Sono passati 16 anni dall’11 aprile 2006, data da ricordare negli annali della storia della lotta alla mafia. Quel giorno, dopo 43 anni di latitanza, veniva arrestato Bernardo Provenzano, l’ultimo capomafia corleonese.
Nicolò Nicolosi, sindaco di Corleone, ricorda l’avvenimento. “Quel giorno – afferma il primo cittadino del comune in provincia di Palermo – mi sono sentito fortunato e insieme orgoglioso. Fortunato, perché da sindaco di Corleone avevo potuto gioire insieme alla grande maggioranza dei corleonesi per la fine della lunga latitanza di Provenzano. Orgoglioso, perché quante più volte da me sostenuto nei pubblici comizi – ossia che la mafia, almeno come noi l’abbiamo conosciuta, violenta, arrogante, stragista stava per essere sconfitta – trovava conferma nell’arresto di Provenzano, la cui lunga latitanza sembrava dar ragione a quanti sostenevano che Cosa nostra fosse invincibile”.

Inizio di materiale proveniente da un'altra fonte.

//! Knowledge engine
//!
//! Owns the knowledge directory and the current index generation. `reload`
//! builds a complete new index and swaps it in; searches already running
//! keep the generation they started with.

use super::{
    load_dir, KnowledgeDocument, KnowledgeIndex, SearchOptions, SearchResult, Tokenizer,
};
use chrono::Utc;
use parking_lot::RwLock;
use serde::Serialize;
use std::path::{Path, PathBuf};
use std::sync::Arc;

/// One row of `list_documents`
#[derive(Debug, Clone, PartialEq, Eq, Serialize)]
pub struct DocumentSummary {
    pub id: String,
    pub title: String,
    pub category: String,
    pub version_max: String,
    pub updated_at: String,
}

pub struct KnowledgeEngine {
    dir: PathBuf,
    tokenizer: Tokenizer,
    current: RwLock<Arc<KnowledgeIndex>>,
}

impl KnowledgeEngine {
    /// Engine over `dir` with nothing loaded yet
    pub fn new(dir: impl Into<PathBuf>) -> Self {
        Self {
            dir: dir.into(),
            tokenizer: Tokenizer::default(),
            current: RwLock::new(Arc::new(KnowledgeIndex::default())),
        }
    }

    /// Engine over `dir`, loaded immediately
    pub fn load(dir: impl Into<PathBuf>) -> Self {
        let engine = Self::new(dir);
        engine.reload();
        engine
    }

    pub fn with_tokenizer(mut self, tokenizer: Tokenizer) -> Self {
        self.tokenizer = tokenizer;
        self
    }

    pub fn dir(&self) -> &Path {
        &self.dir
    }

    /// Re-read the directory and swap in a fresh index. Returns the number
    /// of documents loaded.
    pub fn reload(&self) -> usize {
        let documents = load_dir(&self.dir);
        let index = KnowledgeIndex::build_with(documents, self.tokenizer.clone());
        let count = index.len();

        tracing::info!(
            dir = %self.dir.display(),
            documents = count,
            tokens = index.token_count(),
            "Knowledge loaded"
        );

        *self.current.write() = Arc::new(index);
        count
    }

    /// The current index generation
    pub fn snapshot(&self) -> Arc<KnowledgeIndex> {
        self.current.read().clone()
    }

    pub fn len(&self) -> usize {
        self.snapshot().len()
    }

    pub fn is_empty(&self) -> bool {
        self.snapshot().is_empty()
    }

    pub fn search(&self, query: &str, options: &SearchOptions) -> Vec<SearchResult> {
        self.snapshot().search(query, options)
    }

    pub fn get_document(&self, id: &str) -> Option<KnowledgeDocument> {
        self.snapshot().get_document(id).cloned()
    }

    pub fn list_documents(&self) -> Vec<DocumentSummary> {
        self.snapshot()
            .documents()
            .iter()
            .map(|d| DocumentSummary {
                id: d.metadata.id.clone(),
                title: d.metadata.title.clone(),
                category: d.metadata.category.clone(),
                version_max: d.metadata.version_max.clone(),
                updated_at: d.metadata.updated_at.clone(),
            })
            .collect()
    }

    /// Human-readable digest of every document with a freshness warning
    pub fn freshness_report(&self, target_version: Option<&str>) -> String {
        let warnings = self.snapshot().check_all_freshness(target_version, Utc::now());
        if warnings.is_empty() {
            return "All knowledge documents are current.".to_string();
        }

        let mut lines = vec!["The following knowledge documents may need updating:\n".to_string()];
        for w in warnings {
            lines.push(format!("- **{}** ({}): {}", w.title, w.doc_id, w.warning));
        }
        lines.join("\n")
    }

    /// Render results as one prompt-ready text block
    pub fn format_search_results(results: &[SearchResult]) -> String {
        if results.is_empty() {
            return "No matching knowledge found.".to_string();
        }

        let mut lines: Vec<String> = Vec::new();
        for r in results {
            lines.push(format!(
                "## {} (MC {} - {})",
                r.title, r.metadata.version_min, r.metadata.version_max
            ));
            let source = if r.metadata.source.is_empty() {
                "internal knowledge"
            } else {
                r.metadata.source.as_str()
            };
            lines.push(format!("Source: {}", source));
            let verified = if r.metadata.source_verified_at.is_empty() {
                &r.metadata.updated_at
            } else {
                &r.metadata.source_verified_at
            };
            lines.push(format!("Last verified: {}", verified));

            if let Some(warning) = &r.freshness_warning {
                lines.push(format!("\n{}", warning));
            }

            lines.push(String::new());
            for section in &r.matched_sections {
                if !section.heading.is_empty() {
                    lines.push(format!("### {}", section.heading));
                }
                lines.push(section.content.clone());
                lines.push(String::new());
            }
            lines.push("---".to_string());
        }

        lines.join("\n")
    }

    /// Drop all loaded documents
    pub fn dispose(&self) {
        *self.current.write() = Arc::new(KnowledgeIndex::default());
    }
}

Aggiunge Nicolosi: “Da quel giorno, prima nei ragazzi e poi nelle persone più anziane, ho letto, guardandone il viso e gli occhi, sprigionarsi una luce sempre più viva. Era ed è il segno di una speranza rinata, il frutto di una ritrovata libertà. Speranza e libertà – conclude il sindaco di Corleone – che ognuno di noi ha il dovere di alimentare perché i prossimi anni, i prossimi decenni siano per Corleone, per i corleonesi e per tutti i siciliani, anni di progresso, crescita e sviluppo economico. Anni da vivere in libertà e per la libertà”.
Bernardo Provenzano, capo di Cosa Nostra fin dal 1993 ovvero dall’arresto di Riina, già uno dei tre triumviri alla guida della mafia siciliana anche prima, è morto il 13 luglio 2016 in ospedale a Milano a seguito di una malattia.
La primula rossa venne arrestata in un casolare di Corleone non distante dalla sua abitazione l’11 aprile del 2006. È rimasto al 41 bis in carcere per 8 anni fino al 9 aprile 2014 quando venne ricoverato, sempre in regime carcerario, all’ospedale San Paolo di Milano proveniente dal centro clinico carcerario di Parma. Lì è rimasto fino alla morte.